Vadzim Henadzevich Makhneu (Belarusian: Вадзім Генадзевіч Махнеў) or Vadim Makhnev Russian: Вадим Махнев; born 21 December 1979) is a Belarusian flatwater canoeist who has competed since 2000. Competing in three Summer Olympics, he won three medals with a gold (K-4 1000 m: 2008), a silver (K-2 200m: 2012) and two bronzes (K-2 500 m: 2004, 2008).

Career[edit]

Makhneu never represented Belarus as a junior but won four European championship gold medals for his country at under-23 level as a member of the K-4 crew.

In 2001 he was promoted to the senior K-4 boat and won his first senior medals at the European championships in Milan (K-4 500 m bronze and K-4 1000 m bronze). A year later the same crew went to the world championships in Seville and took the K-4 500 m silver medal.

In 2003, Makhneu formed a K-2 partnership with Raman Piatrushenka, moving to Mozyr to work under Piatrushenka's coach Vladimir Shantarovich. In their first season together the pair won the 500 m silver medal at the world championships in Gainesville, USA.
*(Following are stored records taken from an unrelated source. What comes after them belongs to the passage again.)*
//! User agent rotation utilities.
//!
//! Each browser session gets a user agent picked from the configured pool
//! (or the defaults below), passed to Chrome via `--user-agent`.

use rand::prelude::*;

/// Default user agents if none are configured.
const DEFAULT_USER_AGENTS: &[&str] = &[
    "Mozilla/5.0 (Windows NT 10.0; Win64; x64) AppleWebKit/537.36 (KHTML, like Gecko) Chrome/120.0.0.0 Safari/537.36",
    "Mozilla/5.0 (Macintosh; Intel Mac OS X 10_15_7) AppleWebKit/537.36 (KHTML, like Gecko) Chrome/120.0.0.0 Safari/537.36",
    "Mozilla/5.0 (Windows NT 10.0; Win64; x64; rv:121.0) Gecko/20100101 Firefox/121.0",
    "Mozilla/5.0 (Macintosh; Intel Mac OS X 10_15_7) AppleWebKit/605.1.15 (KHTML, like Gecko) Version/17.2 Safari/605.1.15",
    "Mozilla/5.0 (X11; Linux x86_64) AppleWebKit/537.36 (KHTML, like Gecko) Chrome/120.0.0.0 Safari/537.36",
];

/// Pick a random user agent from the configured pool or defaults.
pub fn pick_user_agent(pool: Option<&[String]>) -> String {
    let mut rng = thread_rng();

    match pool {
        Some(agents) if !agents.is_empty() => agents.choose(&mut rng).unwrap().clone(),
        _ => DEFAULT_USER_AGENTS.choose(&mut rng).unwrap().to_string(),
    }
}

#[cfg(test)]
mod tests {
    use super::*;

    #[test]
    fn test_pick_user_agent_default() {
        let ua = pick_user_agent(None);
        assert!(DEFAULT_USER_AGENTS.contains(&ua.as_str()));
    }

    #[test]
    fn test_pick_user_agent_from_pool() {
        let pool = vec!["custom-agent/1.0".to_string()];
        assert_eq!(pick_user_agent(Some(&pool)), "custom-agent/1.0");
    }

    #[test]
    fn test_pick_user_agent_empty_pool_falls_back() {
        let pool: Vec<String> = vec![];
        let ua = pick_user_agent(Some(&pool));
        assert!(DEFAULT_USER_AGENTS.contains(&ua.as_str()));
    }
}
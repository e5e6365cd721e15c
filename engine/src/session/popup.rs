//! Standing popup interception.
//!
//! Platforms surface modal dialogs at unpredictable points in a session, so
//! dismissal is not a state-machine step: a guard task sweeps the dismiss
//! selectors for the whole session lifetime, clicking whatever shows up,
//! independent of whatever the main flow is doing.

use std::sync::atomic::{AtomicUsize, Ordering};
use std::sync::Arc;
use std::time::Duration;

use tokio::task::JoinHandle;
use tracing::debug;

use crate::session::Browser;

pub struct PopupGuard {
    handle: JoinHandle<()>,
    dismissed: Arc<AtomicUsize>,
}

impl PopupGuard {
    /// Attach a guard to a live session. It runs until [`stop`] or drop.
    pub fn spawn(
        browser: Arc<dyn Browser>,
        selectors: Vec<String>,
        sweep_interval: Duration,
    ) -> Self {
        let dismissed = Arc::new(AtomicUsize::new(0));
        let counter = Arc::clone(&dismissed);

        let handle = tokio::spawn(async move {
            loop {
                for selector in &selectors {
                    // Find/click errors are swallowed: a popup race losing to
                    // the main flow must not disturb the attempt.
                    if let Ok(Some(el)) = browser.find(selector).await {
                        if browser.click(&el).await.is_ok() {
                            counter.fetch_add(1, Ordering::Relaxed);
                            debug!(selector = %selector, "popup_dismissed");
                        }
                    }
                }
                tokio::time::sleep(sweep_interval).await;
            }
        });

        Self { handle, dismissed }
    }

    /// Popups dismissed so far.
    pub fn dismissed(&self) -> usize {
        self.dismissed.load(Ordering::Relaxed)
    }

    pub fn stop(self) -> usize {
        self.handle.abort();
        self.dismissed.load(Ordering::Relaxed)
    }
}

impl Drop for PopupGuard {
    fn drop(&mut self) {
        self.handle.abort();
    }
}

#[cfg(test)]
mod tests {
    use super::*;
    use crate::session::runner::tests::MockBrowser;

    #[tokio::test(start_paused = true)]
    async fn test_guard_dismisses_recurring_popups() {
        let browser = Arc::new(MockBrowser::new());
        browser.set_present("button.not-now");
        browser.on_click_remove("button.not-now", "button.not-now");

        let guard = PopupGuard::spawn(
            browser.clone(),
            vec!["button.not-now".to_string()],
            Duration::from_millis(500),
        );

        tokio::time::sleep(Duration::from_millis(100)).await;
        assert_eq!(guard.dismissed(), 1);
        assert!(!browser.is_present("button.not-now"));

        // The popup comes back mid-session; the guard catches it again.
        browser.set_present("button.not-now");
        tokio::time::sleep(Duration::from_millis(600)).await;
        assert_eq!(guard.stop(), 2);
    }

    #[tokio::test(start_paused = true)]
    async fn test_guard_idle_when_nothing_matches() {
        let browser = Arc::new(MockBrowser::new());
        let guard = PopupGuard::spawn(
            browser,
            vec!["button.not-now".to_string()],
            Duration::from_millis(500),
        );
        tokio::time::sleep(Duration::from_secs(2)).await;
        assert_eq!(guard.stop(), 0);
    }
}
Both men were still competing in the K-4 as well and had won another 500 m European medal, this time silver, in 2004.

This decision was amply rewarded in 2005 when the Belarus K-4 500 m crew of Piatrushenka/Abalmasau/Turchyn/Makhneu were crowned first European and then world champions.

He would win nine more medals at the ICF Canoe Sprint World Championships with a bronze in 2006 (K-4 1000 m), two more in 2007 (K-2 200 m: gold, K-2 500 m: silver), and four golds in 2009 (K-2 200 m, K-2 500 m, K-4 200 m, K-4 1000 m), and in 2010, a gold (K-2 500 m) and a silver (K-4 1000 m).

In 2005 Makhneu secretly married Alina, a receptionist of the hotel he had lived in while training in Mozyr.

His father, Gennady, finished seventh for the Soviet Union in the K-4 1000 m event at the 1980 Summer Olympics in Moscow.